От Клаудии исходил острый запах крови — землистый, сладковатый и густой. Слышался звук падающих с ладони капель, быстрый, высокий, чем-то напоминающий постукивание метронома с грузом у самого основания. В него вплетался другой, более замедленный и тяжелый ритм. Только когда Клаудиа взглянула на меня сквозь завесу темных волос, я поняла, что слышу. Из нее текла ярко-красная кровь. То и дело в ней мелькали черные сгустки, шлепались в унитаз, оседали на дно.
— Не могу смыть красную краску, — выдавила она, глядя на протянутую руку.
— Ничего, дорогая. — Я забрала у нее неизвестный предмет и передернулась: он скользнул между пальцев, как сырая печенка. Я бросила его в ванну. — Давай я уложу тебя, хорошо? Ты сможешь встать?
— Не могу смыть красную краску, — повторила она.
— Не страшно, потом смоем. Держись-ка, прислонись ко мне…

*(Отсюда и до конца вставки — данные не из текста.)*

impl RangeField {
    pub const ALL: &'static [RangeField] = &[
        RangeField::Ccu,
        RangeField::Owners,
        RangeField::Reviews,
        RangeField::Score,
        RangeField::Price,
        RangeField::Playtime,
        RangeField::Growth7d,
        RangeField::Growth30d,
        RangeField::Momentum,
        RangeField::SentimentDelta,
        RangeField::ActivePct,
        RangeField::ReviewRate,
        RangeField::ValueScore,
        RangeField::Age,
        RangeField::Hype,
    ];

    pub fn min_key(self) -> &'static str {
        match self {
            RangeField::Ccu => "minCcu",
            RangeField::Owners => "minOwners",
            RangeField::Reviews => "minReviews",
            RangeField::Score => "minScore",
            RangeField::Price => "minPrice",
            RangeField::Playtime => "minPlaytime",
            RangeField::Growth7d => "minGrowth7d",
            RangeField::Growth30d => "minGrowth30d",
            RangeField::Momentum => "minMomentum",
            RangeField::SentimentDelta => "minSentimentDelta",
            RangeField::ActivePct => "minActivePct",
            RangeField::ReviewRate => "minReviewRate",
            RangeField::ValueScore => "minValueScore",
            RangeField::Age => "minAge",
            RangeField::Hype => "minHype",
        }
    }

    /// `None` for min-only facets
    pub fn max_key(self) -> Option<&'static str> {
        match self {
            RangeField::Ccu => Some("maxCcu"),
            RangeField::Owners => Some("maxOwners"),
            RangeField::Reviews => Some("maxReviews"),
            RangeField::Score => Some("maxScore"),
            RangeField::Price => Some("maxPrice"),
            RangeField::Playtime => Some("maxPlaytime"),
            RangeField::Growth7d => Some("maxGrowth7d"),
            RangeField::Growth30d => Some("maxGrowth30d"),
            RangeField::Momentum => Some("maxMomentum"),
            RangeField::SentimentDelta => Some("maxSentimentDelta"),
            RangeField::ActivePct | RangeField::ReviewRate | RangeField::ValueScore => None,
            RangeField::Age => Some("maxAge"),
            RangeField::Hype => Some("maxHype"),
        }
    }

    pub fn is_min_only(self) -> bool {
        self.max_key().is_none()
    }

    /// Column name used in the remote payload (`min_<column>` / `max_<column>`)
    pub fn column(self) -> &'static str {
        match self {
            RangeField::Ccu => "ccu",
            RangeField::Owners => "owners",
            RangeField::Reviews => "reviews",
            RangeField::Score => "score",
            RangeField::Price => "price",
            RangeField::Playtime => "playtime",
            RangeField::Growth7d => "growth_7d",
            RangeField::Growth30d => "growth_30d",
            RangeField::Momentum => "momentum",
            RangeField::SentimentDelta => "sentiment_delta",
            RangeField::ActivePct => "active_pct",
            RangeField::ReviewRate => "review_rate",
            RangeField::ValueScore => "value_score",
            RangeField::Age => "age",
            RangeField::Hype => "hype",
        }
    }

    pub fn label(self) -> &'static str {
        match self {
            RangeField::Ccu => "CCU",
            RangeField::Owners => "Owners",
            RangeField::Reviews => "Reviews",
            RangeField::Score => "Score",
            RangeField::Price => "Price",
            RangeField::Playtime => "Playtime",
            RangeField::Growth7d => "Growth 7d",
            RangeField::Growth30d => "Growth 30d",
            RangeField::Momentum => "Momentum",
            RangeField::SentimentDelta => "Sentiment Δ",
            RangeField::ActivePct => "Active %",
            RangeField::ReviewRate => "Review rate",
            RangeField::ValueScore => "Value score",
            RangeField::Age => "Release age",
            RangeField::Hype => "Hype duration",
        }
    }

    pub fn domain(self) -> RangeDomain {
        match self {
            RangeField::Ccu => RangeDomain::new(0.0, 1_000_000.0, Scale::Log, Unit::Count),
            RangeField::Owners => RangeDomain::new(0.0, 100_000_000.0, Scale::Log, Unit::Count),
            RangeField::Reviews => RangeDomain::new(0.0, 10_000_000.0, Scale::Log, Unit::Count),
            RangeField::Score => RangeDomain::new(0.0, 100.0, Scale::Linear, Unit::Percent),
            RangeField::Price => RangeDomain::new(0.0, 100.0, Scale::Linear, Unit::Currency),
            RangeField::Playtime => RangeDomain::new(0.0, 1_000.0, Scale::Log, Unit::Hours),
            RangeField::Growth7d => RangeDomain::new(-100.0, 500.0, Scale::Linear, Unit::Percent),
            RangeField::Growth30d => RangeDomain::new(-100.0, 1_000.0, Scale::Linear, Unit::Percent),
            RangeField::Momentum => RangeDomain::new(-100.0, 100.0, Scale::Linear, Unit::Percent),
            RangeField::SentimentDelta => RangeDomain::new(-50.0, 50.0, Scale::Linear, Unit::Percent),
            RangeField::ActivePct => RangeDomain::new(0.0, 100.0, Scale::Linear, Unit::Percent),
            RangeField::ReviewRate => RangeDomain::new(0.0, 100.0, Scale::Linear, Unit::Score),
            RangeField::ValueScore => RangeDomain::new(0.0, 50.0, Scale::Linear, Unit::Score),
            RangeField::Age => RangeDomain::new(0.0, 7_300.0, Scale::Log, Unit::Days),
            RangeField::Hype => RangeDomain::new(0.0, 1_825.0, Scale::Linear, Unit::Days),
        }
    }
}
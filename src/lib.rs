mod api;
mod app;
mod components;
mod url_sync;

use wasm_bindgen::prelude::*;

#[wasm_bindgen(start)]
pub fn main() {
    console_error_panic_hook::set_once();
    leptos::mount::mount_to_body(app::App);
}
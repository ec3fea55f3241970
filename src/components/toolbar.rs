use gamepulse_core::filters::fields::AppType;
use gamepulse_core::FilterCommand;
use leptos::prelude::*;

use super::SearchBox;
use crate::app::Dashboard;

fn type_label(app_type: AppType) -> &'static str {
    match app_type {
        AppType::All => "All types",
        AppType::Game => "Games",
        AppType::Dlc => "DLC",
        AppType::Demo => "Demos",
        AppType::Mod => "Mods",
        AppType::Video => "Videos",
        AppType::Music => "Soundtracks",
    }
}

#[component]
pub fn Toolbar() -> impl IntoView {
    let dashboard = expect_context::<Dashboard>();

    let active_count = move || dashboard.state.with(|s| s.active_filter_count());
    let summary = move || dashboard.state.with(|s| s.describe());
    let total = move || {
        dashboard.results.with(|r| {
            r.as_ref()
                .and_then(|r| r.stats.get("total"))
                .and_then(|v| v.as_u64())
        })
    };

    view! {
        <header class="toolbar">
            <div class="toolbar-left">
                <h1 class="app-title">"GamePulse"</h1>
            </div>
            <div class="toolbar-center">
                <SearchBox />
                <select
                    class="type-dropdown"
                    prop:value=move || dashboard.state.with(|s| s.app_type.as_param())
                    on:change=move |ev| {
                        if let Some(app_type) = AppType::from_param(&event_target_value(&ev)) {
                            dashboard.dispatch(FilterCommand::SetType(app_type));
                        }
                    }
                >
                    {AppType::ALL
                        .iter()
                        .map(|t| view! { <option value=t.as_param()>{type_label(*t)}</option> })
                        .collect_view()}
                </select>
            </div>
            <div class="toolbar-right">
                <span class="filter-summary" title=summary>
                    {move || match active_count() {
                        0 => "No filters".to_string(),
                        1 => "1 filter".to_string(),
                        n => format!("{} filters", n),
                    }}
                </span>
                {move || total().map(|n| view! { <span class="result-total">{format!("{} games", n)}</span> })}
                <Show when=move || dashboard.compare.with(|c| !c.ids().is_empty())>
                    <span class="compare-indicator">
                        {move || dashboard.compare.with(|c| format!("Compare ({})", c.ids().len()))}
                        <button class="compare-clear" title="Clear compare" on:click=move |_| dashboard.clear_compare()>
                            "×"
                        </button>
                    </span>
                </Show>
                <button
                    class="toolbar-btn"
                    disabled=move || active_count() == 0
                    on:click=move |_| dashboard.dispatch(FilterCommand::ClearFilters)
                >
                    "Clear filters"
                </button>
            </div>
        </header>
    }
}
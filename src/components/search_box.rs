use std::time::Duration;

use gamepulse_core::{FilterCommand, SearchDebouncer};
use gloo_timers::callback::Timeout;
use leptos::prelude::*;

use crate::app::Dashboard;

/// Milliseconds since page load, as a `Duration`
fn now() -> Duration {
    let ms = window().performance().map(|p| p.now()).unwrap_or_default();
    Duration::from_secs_f64(ms.max(0.0) / 1000.0)
}

/// Debounced free-text search. Keystrokes only commit after a quiet window;
/// Enter commits immediately.
#[component]
pub fn SearchBox() -> impl IntoView {
    let dashboard = expect_context::<Dashboard>();
    let debouncer = StoredValue::new(SearchDebouncer::default());
    let text = RwSignal::new(dashboard.state.get_untracked().search.unwrap_or_default());

    // Follow committed changes made elsewhere (navigation, clear filters)
    Effect::new(move || {
        let committed = dashboard.state.with(|s| s.search.clone()).unwrap_or_default();
        let typing = debouncer.with_value(|d| d.pending().is_some());
        if !typing && text.get_untracked().trim() != committed {
            text.set(committed);
        }
    });

    let commit = move |value: String| {
        let value = Some(value).filter(|v| !v.trim().is_empty());
        dashboard.dispatch(FilterCommand::SetSearch(value));
    };

    let on_input = move |ev| {
        let value = event_target_value(&ev);
        text.set(value.clone());

        let started = now();
        debouncer.update_value(|d| d.input(value, started));
        let delay = debouncer
            .with_value(|d| d.remaining(started))
            .unwrap_or_default();

        // Each keystroke schedules a check; only the one past the deadline commits
        Timeout::new(delay.as_millis() as u32 + 1, move || {
            let mut due = None;
            debouncer.update_value(|d| due = d.poll(now()));
            if let Some(value) = due {
                commit(value);
            }
        })
        .forget();
    };

    let on_keydown = move |ev: web_sys::KeyboardEvent| match ev.key().as_str() {
        "Enter" => {
            let mut due = None;
            debouncer.update_value(|d| due = d.flush());
            commit(due.unwrap_or_else(|| text.get_untracked()));
        }
        "Escape" => {
            debouncer.update_value(|d| d.cancel());
            text.set(String::new());
            commit(String::new());
        }
        _ => {}
    };

    view! {
        <div class="search-box">
            <input
                type="text"
                placeholder="Search games..."
                prop:value=move || text.get()
                on:input=on_input
                on:keydown=on_keydown
            />
            <Show when=move || !text.with(|t| t.is_empty())>
                <button
                    class="search-clear"
                    title="Clear search"
                    on:click=move |_| {
                        debouncer.update_value(|d| d.cancel());
                        text.set(String::new());
                        commit(String::new());
                    }
                >
                    "×"
                </button>
            </Show>
        </div>
    }
}
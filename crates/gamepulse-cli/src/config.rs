//! Remote query configuration file
//!
//! A TOML file holding a `QueryConfig`, by default at
//! `<data dir>/gamepulse/config.toml`. Command-line flags and the
//! `GAMEPULSE_API_URL` / `GAMEPULSE_API_KEY` variables override it.

use std::path::{Path, PathBuf};

use anyhow::{Context, Result};
use gamepulse_core::QueryConfig;
use tracing::debug;

/// Default config file location
pub fn default_config_path() -> PathBuf {
    directories::BaseDirs::new()
        .map(|dirs| dirs.data_dir().join("gamepulse").join("config.toml"))
        .unwrap_or_else(|| PathBuf::from("gamepulse.toml"))
}

/// Load the config. An explicitly given path must exist; a missing default
/// file just means built-in defaults.
pub fn load_config(explicit: Option<&Path>) -> Result<QueryConfig> {
    let path = match explicit {
        Some(path) => path.to_path_buf(),
        None => {
            let path = default_config_path();
            if !path.exists() {
                debug!(path = %path.display(), "No config file, using defaults");
                return Ok(QueryConfig::default());
            }
            path
        }
    };

    let text = std::fs::read_to_string(&path)
        .with_context(|| format!("Failed to read config file {}", path.display()))?;
    let config: QueryConfig =
        toml::from_str(&text).with_context(|| format!("Failed to parse config file {}", path.display()))?;
    debug!(path = %path.display(), base_url = %config.base_url, "Loaded config");
    Ok(config)
}

/// Apply flag/env overrides on top of the file config.
pub fn apply_overrides(mut config: QueryConfig, api_url: Option<String>, api_key: Option<String>) -> QueryConfig {
    if let Some(url) = api_url.filter(|u| !u.trim().is_empty()) {
        config.base_url = url;
    }
    if let Some(key) = api_key.filter(|k| !k.trim().is_empty()) {
        config.api_key = Some(key);
    }
    config
}

#[cfg(test)]
mod tests {
    use super::*;
    use std::io::Write;

    #[test]
    fn test_load_explicit_file() {
        let mut file = tempfile::NamedTempFile::new().unwrap();
        writeln!(
            file,
            r#"
base_url = "https://db.example.com/rest/v1"
api_key = "anon"
timeout_ms = 5000
"#
        )
        .unwrap();

        let config = load_config(Some(file.path())).unwrap();
        assert_eq!(config.base_url, "https://db.example.com/rest/v1");
        assert_eq!(config.api_key.as_deref(), Some("anon"));
        assert_eq!(config.timeout_ms, 5000);
        assert_eq!(config.rows_procedure, QueryConfig::default().rows_procedure);
    }

    #[test]
    fn test_missing_explicit_file_is_error() {
        let dir = tempfile::tempdir().unwrap();
        let missing = dir.path().join("nope.toml");
        let err = load_config(Some(&missing)).unwrap_err();
        assert!(err.to_string().contains("Failed to read config file"));
    }

    #[test]
    fn test_invalid_toml_is_error() {
        let mut file = tempfile::NamedTempFile::new().unwrap();
        writeln!(file, "timeout_ms = \"soon\"").unwrap();
        let err = load_config(Some(file.path())).unwrap_err();
        assert!(err.to_string().contains("Failed to parse config file"));
    }

    #[test]
    fn test_overrides() {
        let config = apply_overrides(QueryConfig::default(), Some("http://override".into()), Some("  ".into()));
        assert_eq!(config.base_url, "http://override");
        assert_eq!(config.api_key, None);

        let config = apply_overrides(config, None, Some("key".into()));
        assert_eq!(config.base_url, "http://override");
        assert_eq!(config.api_key.as_deref(), Some("key"));
    }
}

Когда она уже поднималась, я поняла, что сначала надо было снять с нее джинсы. Но было слишком поздно. Струйка крови потекла по ноге. Я обмотала талию Клаудии полотенцем, и мы двинулись в спальню, шаркая ногами, как старухи. О вышитых вручную простынях Клаудии я тоже не подумала: откинула покрывало, уложила ее и прикрыла страшное кровавое полотенце между ног. Я вышла, чтобы позвонить врачу, — не хотелось, чтобы Клаудиа слышала. Можно было бы набрать 999, но тогда ее увезли бы в ближайшую больницу. Нет, нужны специалисты, люди, которые понимают, чего она лишилась.
— 118–118, Крэг слушает.
— Мне нужен номер клиники «Листер» в Лондоне.
— Как вы сказали?
— Клиника «Листер». Пожалуйста, побыстрее.
— В каком она городе?
— В Лондоне. Да скорее же, господи…
— Как же я найду вам номер, если не знаю…
— Извините.
Я не раскаивалась. Мне хотелось вмазать ему.
— Соединить вас?
— Да.
— Понадобится допол…
— Плевать.
Молчание тянулось так долго, что я уже думала, что прервалась связь. Затем послышались гудки. Не помню, что я сказала в телефон, но меня почти сразу соединили с врачом, который знал Клаудиу. Он расспрашивал, что я видела, сколько крови она потеряла и какого цвета она была. Я объяснила.
— Она потеряет ребенка, — сказал врач.
— Знаю, черт возьми! — заорала я. — Скажите, как мне остановить кровь, умоляю, объясните, что надо делать, очень-очень вас прошу, только скажите…
Голос срывался, но я твердила одно и то же, потому что знала: если я замолчу, значит, я смирилась с тем, что ответа нет и быть не может. Клаудиа теряет свою дочь, и я ничего не могу поделать. Детский конверт на стене будет закрашен.